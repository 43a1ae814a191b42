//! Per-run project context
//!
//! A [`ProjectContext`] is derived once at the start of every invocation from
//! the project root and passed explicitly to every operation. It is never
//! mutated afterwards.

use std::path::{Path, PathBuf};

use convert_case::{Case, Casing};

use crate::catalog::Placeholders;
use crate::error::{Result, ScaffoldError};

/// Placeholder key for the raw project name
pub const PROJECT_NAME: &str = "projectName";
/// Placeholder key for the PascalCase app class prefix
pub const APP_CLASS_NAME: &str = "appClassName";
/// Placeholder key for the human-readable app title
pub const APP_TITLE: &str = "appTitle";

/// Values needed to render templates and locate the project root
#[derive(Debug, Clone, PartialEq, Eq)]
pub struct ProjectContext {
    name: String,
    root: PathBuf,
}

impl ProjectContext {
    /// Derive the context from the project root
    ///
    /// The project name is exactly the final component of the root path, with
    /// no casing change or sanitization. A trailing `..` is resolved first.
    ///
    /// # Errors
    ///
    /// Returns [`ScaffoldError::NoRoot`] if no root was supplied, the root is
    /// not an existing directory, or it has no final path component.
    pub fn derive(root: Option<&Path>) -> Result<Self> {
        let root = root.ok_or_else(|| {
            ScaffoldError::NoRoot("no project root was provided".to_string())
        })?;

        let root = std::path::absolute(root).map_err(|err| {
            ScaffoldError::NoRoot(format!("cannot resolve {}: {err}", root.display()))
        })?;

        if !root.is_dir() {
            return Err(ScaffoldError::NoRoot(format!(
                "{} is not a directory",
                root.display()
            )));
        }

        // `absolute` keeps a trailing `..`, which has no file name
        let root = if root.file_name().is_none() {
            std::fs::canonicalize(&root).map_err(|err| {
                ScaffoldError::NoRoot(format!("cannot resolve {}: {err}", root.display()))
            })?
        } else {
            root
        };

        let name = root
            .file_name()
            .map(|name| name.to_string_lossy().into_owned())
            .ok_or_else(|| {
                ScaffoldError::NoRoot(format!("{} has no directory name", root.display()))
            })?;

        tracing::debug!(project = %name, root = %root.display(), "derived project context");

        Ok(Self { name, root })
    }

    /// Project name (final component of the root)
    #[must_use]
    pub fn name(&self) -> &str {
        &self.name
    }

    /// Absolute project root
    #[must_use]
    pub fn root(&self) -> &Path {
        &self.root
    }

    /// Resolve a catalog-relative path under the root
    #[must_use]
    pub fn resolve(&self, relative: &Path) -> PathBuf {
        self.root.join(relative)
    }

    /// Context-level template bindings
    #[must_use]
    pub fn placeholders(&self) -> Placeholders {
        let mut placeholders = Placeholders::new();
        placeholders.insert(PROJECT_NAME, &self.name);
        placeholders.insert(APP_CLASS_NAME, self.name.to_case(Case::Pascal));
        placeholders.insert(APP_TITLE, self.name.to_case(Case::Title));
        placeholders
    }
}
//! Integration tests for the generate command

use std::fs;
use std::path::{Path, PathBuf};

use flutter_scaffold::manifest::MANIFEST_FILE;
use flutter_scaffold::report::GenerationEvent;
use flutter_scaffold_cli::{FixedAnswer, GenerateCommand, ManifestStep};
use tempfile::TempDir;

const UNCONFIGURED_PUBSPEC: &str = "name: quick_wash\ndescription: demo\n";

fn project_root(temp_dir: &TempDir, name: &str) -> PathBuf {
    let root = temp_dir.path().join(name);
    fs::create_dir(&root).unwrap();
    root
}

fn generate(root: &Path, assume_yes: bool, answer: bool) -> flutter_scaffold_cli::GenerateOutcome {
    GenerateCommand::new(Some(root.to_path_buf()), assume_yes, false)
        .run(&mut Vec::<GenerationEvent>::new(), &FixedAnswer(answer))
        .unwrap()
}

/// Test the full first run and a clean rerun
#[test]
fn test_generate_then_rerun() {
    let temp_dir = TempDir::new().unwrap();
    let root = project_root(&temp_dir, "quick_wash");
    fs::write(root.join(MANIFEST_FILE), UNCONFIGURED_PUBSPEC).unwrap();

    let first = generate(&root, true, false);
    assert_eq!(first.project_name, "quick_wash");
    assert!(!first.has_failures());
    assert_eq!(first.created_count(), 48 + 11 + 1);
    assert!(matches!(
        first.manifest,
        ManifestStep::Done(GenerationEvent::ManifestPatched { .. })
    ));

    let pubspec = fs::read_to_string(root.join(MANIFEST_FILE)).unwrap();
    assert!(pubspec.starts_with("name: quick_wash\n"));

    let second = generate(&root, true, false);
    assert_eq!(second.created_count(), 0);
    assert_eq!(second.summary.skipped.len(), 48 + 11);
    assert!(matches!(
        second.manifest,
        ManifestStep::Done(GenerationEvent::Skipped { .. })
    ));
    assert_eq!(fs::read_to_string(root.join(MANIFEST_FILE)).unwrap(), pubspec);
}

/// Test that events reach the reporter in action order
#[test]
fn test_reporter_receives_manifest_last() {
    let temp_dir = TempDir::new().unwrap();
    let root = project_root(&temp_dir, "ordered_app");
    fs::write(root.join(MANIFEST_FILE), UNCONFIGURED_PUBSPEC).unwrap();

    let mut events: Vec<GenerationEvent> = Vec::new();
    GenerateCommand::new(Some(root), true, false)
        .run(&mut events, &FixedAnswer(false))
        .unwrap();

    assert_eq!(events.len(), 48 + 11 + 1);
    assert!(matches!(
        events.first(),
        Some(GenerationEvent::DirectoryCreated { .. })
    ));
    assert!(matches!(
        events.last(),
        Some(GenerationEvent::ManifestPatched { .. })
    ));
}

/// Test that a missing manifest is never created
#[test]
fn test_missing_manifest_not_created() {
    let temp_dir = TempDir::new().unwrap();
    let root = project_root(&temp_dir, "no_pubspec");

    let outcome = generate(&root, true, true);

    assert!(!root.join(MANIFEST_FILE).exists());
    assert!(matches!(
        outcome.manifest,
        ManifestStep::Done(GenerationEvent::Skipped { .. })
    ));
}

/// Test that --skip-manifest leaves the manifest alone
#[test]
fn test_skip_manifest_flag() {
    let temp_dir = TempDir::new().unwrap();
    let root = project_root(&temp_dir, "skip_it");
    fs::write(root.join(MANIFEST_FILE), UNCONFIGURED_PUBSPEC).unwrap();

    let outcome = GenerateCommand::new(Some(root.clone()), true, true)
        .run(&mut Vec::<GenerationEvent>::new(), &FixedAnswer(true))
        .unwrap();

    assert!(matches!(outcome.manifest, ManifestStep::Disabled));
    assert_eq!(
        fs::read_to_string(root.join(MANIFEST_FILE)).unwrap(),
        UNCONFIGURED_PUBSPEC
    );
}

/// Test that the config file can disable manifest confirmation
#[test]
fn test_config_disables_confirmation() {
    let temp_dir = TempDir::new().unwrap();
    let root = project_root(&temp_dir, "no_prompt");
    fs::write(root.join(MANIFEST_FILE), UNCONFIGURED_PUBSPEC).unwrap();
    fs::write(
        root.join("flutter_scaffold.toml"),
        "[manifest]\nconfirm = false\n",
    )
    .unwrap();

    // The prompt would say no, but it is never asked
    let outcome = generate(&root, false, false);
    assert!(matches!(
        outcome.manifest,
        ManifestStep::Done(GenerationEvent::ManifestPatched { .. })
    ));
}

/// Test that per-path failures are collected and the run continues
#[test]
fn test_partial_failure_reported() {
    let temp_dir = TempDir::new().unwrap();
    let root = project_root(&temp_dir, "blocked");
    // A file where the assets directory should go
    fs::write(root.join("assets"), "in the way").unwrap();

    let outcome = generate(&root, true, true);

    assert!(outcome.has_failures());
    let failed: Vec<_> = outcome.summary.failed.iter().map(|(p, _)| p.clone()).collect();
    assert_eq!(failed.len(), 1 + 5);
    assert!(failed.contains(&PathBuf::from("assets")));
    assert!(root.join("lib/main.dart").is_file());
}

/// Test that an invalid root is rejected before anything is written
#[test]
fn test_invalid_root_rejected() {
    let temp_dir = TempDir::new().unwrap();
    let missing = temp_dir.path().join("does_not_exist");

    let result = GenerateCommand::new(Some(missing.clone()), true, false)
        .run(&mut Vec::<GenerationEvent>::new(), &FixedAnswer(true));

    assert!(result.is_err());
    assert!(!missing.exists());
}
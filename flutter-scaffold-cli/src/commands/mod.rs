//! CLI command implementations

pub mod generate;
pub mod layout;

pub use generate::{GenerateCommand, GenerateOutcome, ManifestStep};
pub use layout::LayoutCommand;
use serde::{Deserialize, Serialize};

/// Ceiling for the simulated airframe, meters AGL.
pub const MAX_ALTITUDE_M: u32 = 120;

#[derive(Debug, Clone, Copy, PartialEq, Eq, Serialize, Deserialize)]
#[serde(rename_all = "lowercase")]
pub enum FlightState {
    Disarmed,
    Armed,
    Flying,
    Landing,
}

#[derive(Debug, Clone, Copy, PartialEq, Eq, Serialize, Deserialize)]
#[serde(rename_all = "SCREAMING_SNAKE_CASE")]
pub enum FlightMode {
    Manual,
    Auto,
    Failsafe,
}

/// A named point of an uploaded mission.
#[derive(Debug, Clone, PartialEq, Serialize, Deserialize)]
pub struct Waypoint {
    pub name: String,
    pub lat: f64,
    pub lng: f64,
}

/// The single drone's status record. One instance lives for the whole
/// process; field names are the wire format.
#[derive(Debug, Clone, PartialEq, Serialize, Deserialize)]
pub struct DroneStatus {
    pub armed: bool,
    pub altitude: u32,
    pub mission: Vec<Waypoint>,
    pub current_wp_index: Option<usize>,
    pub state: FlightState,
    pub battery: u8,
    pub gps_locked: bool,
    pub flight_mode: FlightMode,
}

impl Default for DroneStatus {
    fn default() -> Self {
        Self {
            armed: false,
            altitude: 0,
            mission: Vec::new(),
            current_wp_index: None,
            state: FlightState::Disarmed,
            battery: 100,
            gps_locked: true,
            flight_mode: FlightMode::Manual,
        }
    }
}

:::::

> [Work item] Which lines above run from the one containing "use flutter_scaffold::manifest::MANIFEST_FILE;" down to the one containing "fn generate(root: &Path, assume_yes: bool, answer: bool)"? Repeat exactly those, both ends included, and nothing else.

> [Exercise answer]
use flutter_scaffold::manifest::MANIFEST_FILE;
use flutter_scaffold::report::GenerationEvent;
use flutter_scaffold_cli::{FixedAnswer, GenerateCommand, ManifestStep};
use tempfile::TempDir;

const UNCONFIGURED_PUBSPEC: &str = "name: quick_wash\ndescription: demo\n";

fn project_root(temp_dir: &TempDir, name: &str) -> PathBuf {
    let root = temp_dir.path().join(name);
    fs::create_dir(&root).unwrap();
    root
}

fn generate(root: &Path, assume_yes: bool, answer: bool) -> flutter_scaffold_cli::GenerateOutcome {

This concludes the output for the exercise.